The final event for me was this past weekend's SBT GRVL in Steamboat Springs, Colorado. In only its second year, and with an international field 1,500 strong and a monster course of 142 miles of "champagne gravel" featuring over 9,000 feet elevation gain, this is for sure a monument of gravel! Everything about this event was so professional and well done, from the pre-ride information, route maps, social media hype, and the town's whole hearted welcome to thousands of dirt-crazed two wheelers. The vibe was similar to what happens in Emporia, Kansas, for Unbound Gravel, only on a smaller scale, for now anyway. I lined up at 6am with about 800 other people, including past and present world tour professionals, and probably a lot of people like me, for whom this would be their longest ride ever. The route was amazing, the dirt roads are smooth and fast, the descents not technical or scary, and a few amazing sections of private double track farm roads and even a smooth dirt ribbon on single track that blasted through a rushing creek! There were numerous climbs on course, but they were pretty short, with the only extended climb lasting 5 miles. Rolling and fast with great weather, and supported by amazing aid stations every 25 miles or so with everything you needed to stay fueled and hydrated, including real food like bananas, pickles, peanut butter and jelly sandwiches, and small paper cups filled with awesome amenities like Coca-cola and my personal favorite, pickle juice! Lots of riders in small groups, working together to speed along and share the workload all day, and everyone I encountered was friendly and encouraging. Full disclosure, I was hours behind the front of the race, so although we were riding hard, It felt more like a spirited group ride than a full on race. After the last climb there was a short section of paved descent, before the absolute gem of the ride, Cow Creek. This dirt road was fast and fun, about 8 miles out from town, downhill, double track, rocky, and just a blast. My feet hurt, my legs cramping in muscles I didn't know I had, and yet I was smiling ear to ear blasting down this dirt road, just humming along wishing it would never end, and at the same time, end soon so I could get off my bike!

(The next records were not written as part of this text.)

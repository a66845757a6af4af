mod linux;

pub use crate::linux::{UioDevice, UioError, UioMapping};
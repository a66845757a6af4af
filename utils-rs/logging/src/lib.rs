// Copyright (C) 2019  Braiins Systems s.r.o.
//
// This file is part of Braiins Open-Source Initiative (BOSI).
//
// BOSI is free software: you can redistribute it and/or modify
// it under the terms of the GNU General Public License as published by
// the Free Software Foundation, either version 3 of the License, or
// (at your option) any later version.
//
// This program is distributed in the hope that it will be useful,
// but WITHOUT ANY WARRANTY; without even the implied warranty of
// MERCHANTABILITY or FITNESS FOR A PARTICULAR PURPOSE.  See the
// GNU General Public License for more details.
//
// You should have received a copy of the GNU General Public License
// along with this program.  If not, see <https://www.gnu.org/licenses/>.
//
// Please, keep in mind that we may also license BOSI or any part thereof
// under a proprietary license. For more information on the terms and conditions
// of such proprietary license or if you have any other questions, please
// contact us at opensource@braiins.com.

//! Application-wide logging built on the slog stack.
//!
//! Log records go to stderr (the application's user-facing console output
//! goes to stdout and must not be interleaved with diagnostics), are
//! filtered via the `RUST_LOG` environment variable and drained
//! asynchronously.

use lazy_static::lazy_static;
use slog::Drain;

use std::env;

// The macros in `macros` expand to paths inside this reexport
pub use slog;

/// How many records the asynchronous drain buffers before blocking producers
const ASYNC_CHANNEL_SIZE: usize = 2048;

lazy_static! {
    /// Process-wide root logger
    pub static ref LOGGER: slog::Logger = build_logger();
}

fn build_logger() -> slog::Logger {
    let decorator = slog_term::TermDecorator::new().stderr().build();
    let drain = slog_term::CompactFormat::new(decorator).build().fuse();
    let drain = slog_envlogger::LogBuilder::new(drain)
        .filter(None, slog::FilterLevel::Info)
        .parse(&env::var("RUST_LOG").unwrap_or_default())
        .build()
        .fuse();
    let drain = slog_async::Async::new(drain)
        .chan_size(ASYNC_CHANNEL_SIZE)
        .build()
        .fuse();
    slog::Logger::root(drain, slog::o!())
}

/// Keeps the logging subsystem pinned for the application lifetime.
/// Hold the instance returned by `setup_for_app` in `main` until exit.
pub struct LoggerGuard {
    _private: (),
}

/// Initialize logging for an application binary and return the guard that
/// must live for the rest of `main`.
pub fn setup_for_app() -> LoggerGuard {
    lazy_static::initialize(&LOGGER);
    LoggerGuard { _private: () }
}

#[macro_export]
macro_rules! trace (
    ($($arg:tt)*) => { $crate::slog::trace!(&*$crate::LOGGER, $($arg)*) }
);

#[macro_export]
macro_rules! debug (
    ($($arg:tt)*) => { $crate::slog::debug!(&*$crate::LOGGER, $($arg)*) }
);

#[macro_export]
macro_rules! info (
    ($($arg:tt)*) => { $crate::slog::info!(&*$crate::LOGGER, $($arg)*) }
);

#[macro_export]
macro_rules! warn (
    ($($arg:tt)*) => { $crate::slog::warn!(&*$crate::LOGGER, $($arg)*) }
);

#[macro_export]
macro_rules! error (
    ($($arg:tt)*) => { $crate::slog::error!(&*$crate::LOGGER, $($arg)*) }
);

/// Import target for the logging macros: `use ii_logging::macros::*;`
pub mod macros {
    pub use crate::{debug, error, info, trace, warn};
}

#[cfg(test)]
mod test {
    use super::*;

    #[test]
    fn test_logger_available() {
        let _guard = setup_for_app();
        info!("logger initialized from test");
    }
}
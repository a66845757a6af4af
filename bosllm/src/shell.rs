// Copyright (C) 2019  Braiins Systems s.r.o.
//
// This file is part of Braiins Open-Source Initiative (BOSI).
//
// BOSI is free software: you can redistribute it and/or modify
// it under the terms of the GNU General Public License as published by
// the Free Software Foundation, either version 3 of the License, or
// (at your option) any later version.
//
// This program is distributed in the hope that it will be useful,
// but WITHOUT ANY WARRANTY; without even the implied warranty of
// MERCHANTABILITY or FITNESS FOR A PARTICULAR PURPOSE.  See the
// GNU General Public License for more details.
//
// You should have received a copy of the GNU General Public License
// along with this program.  If not, see <https://www.gnu.org/licenses/>.
//
// Please, keep in mind that we may also license BOSI or any part thereof
// under a proprietary license. For more information on the terms and conditions
// of such proprietary license or if you have any other questions, please
// contact us at opensource@braiins.com.

//! Console front end.
//!
//! Classifies input lines into control commands and generation prompts
//! and feeds the engine queues. `/quit`, `/stop` and `/reset` are the
//! recognized commands; any other non-empty line, slash-prefixed or not,
//! becomes a prompt. Reaching end of input behaves like `/quit` so the
//! engine always gets its shutdown command.

use crate::engine::{Command, Task, TaskKind};
use crate::error::ErrorKind;
use crate::queue::BoundedQueue;

use ii_logging::macros::*;

use std::io::{BufRead, Write};
use std::sync::Arc;
use std::thread;
use std::time::Duration;

/// Marker printed when a generation request is dropped
pub const QUEUE_FULL_WARNING: &str = "[Warning] Task queue full, dropping request\n";

/// Backoff while the command queue drains; the engine pops commands at
/// least once per token period
const COMMAND_RETRY_SLEEP: Duration = Duration::from_millis(10);

/// Classification of one console line
#[derive(Clone, Debug, Eq, PartialEq)]
pub enum Line {
    Command(Command),
    Prompt(Vec<u8>),
    Empty,
}

pub fn classify(line: &str) -> Line {
    let trimmed = line.trim();
    if trimmed.is_empty() {
        return Line::Empty;
    }
    match trimmed {
        "/quit" => Line::Command(Command::Shutdown),
        "/stop" => Line::Command(Command::Stop),
        "/reset" => Line::Command(Command::Reset),
        _ => Line::Prompt(trimmed.as_bytes().to_vec()),
    }
}

pub struct Shell {
    tasks: Arc<BoundedQueue<Task>>,
    commands: Arc<BoundedQueue<Command>>,
    sink: Box<dyn Write + Send>,
    next_task_id: u32,
}

impl Shell {
    pub fn new(
        tasks: Arc<BoundedQueue<Task>>,
        commands: Arc<BoundedQueue<Command>>,
        sink: Box<dyn Write + Send>,
    ) -> Self {
        Self {
            tasks,
            commands,
            sink,
            next_task_id: 1,
        }
    }

    /// Consumes console lines until `/quit` or end of input. A shutdown
    /// command is always enqueued before returning.
    pub fn run<R: BufRead>(&mut self, input: R) {
        let mut shutdown_sent = false;
        for line in input.lines() {
            let line = match line {
                Ok(line) => line,
                Err(e) => {
                    error!("console read failed: {}", e);
                    break;
                }
            };
            match classify(&line) {
                Line::Empty => {}
                Line::Command(command) => {
                    self.send_command(command);
                    if command == Command::Shutdown {
                        shutdown_sent = true;
                        break;
                    }
                }
                Line::Prompt(prompt) => {
                    if prompt.starts_with(b"/") {
                        debug!(
                            "unknown command {:?} treated as prompt",
                            String::from_utf8_lossy(&prompt)
                        );
                    }
                    self.submit_task(prompt);
                }
            }
        }
        if !shutdown_sent {
            self.send_command(Command::Shutdown);
        }
    }

    /// Commands must reach the engine; retry until the queue drains
    fn send_command(&mut self, command: Command) {
        let mut command = command;
        loop {
            match self.commands.try_push(command) {
                Ok(()) => return,
                Err(rejected) => {
                    command = rejected;
                    thread::sleep(COMMAND_RETRY_SLEEP);
                }
            }
        }
    }

    fn submit_task(&mut self, prompt: Vec<u8>) {
        let task = Task {
            id: self.next_task_id,
            kind: TaskKind::Generate,
            prompt,
        };
        match self.tasks.try_push(task) {
            Ok(()) => {
                self.next_task_id += 1;
            }
            Err(task) => {
                warn!("{}, dropping task {}", ErrorKind::QueueFull("task"), task.id);
                if self
                    .sink
                    .write_all(QUEUE_FULL_WARNING.as_bytes())
                    .and_then(|_| self.sink.flush())
                    .is_err()
                {
                    warn!("output sink write failed");
                }
            }
        }
    }
}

My awesome and supportive wife was waiting at the finish line for me with clean clothes and water, and some of the Moots employees were handing cold seltzer water out. After a good 15 minutes of sitting on the curb I felt human enough to use my food and drink token on an ice cold IPA and a truly delicious wood fired pizza. Riders and bikes were everywhere, people were covered in dust and dirt, smiling, laughing, together, telling stories and high fiving new friends made over hundreds of miles of gravel. Just an amazing event, a great way to celebrate bikes and community.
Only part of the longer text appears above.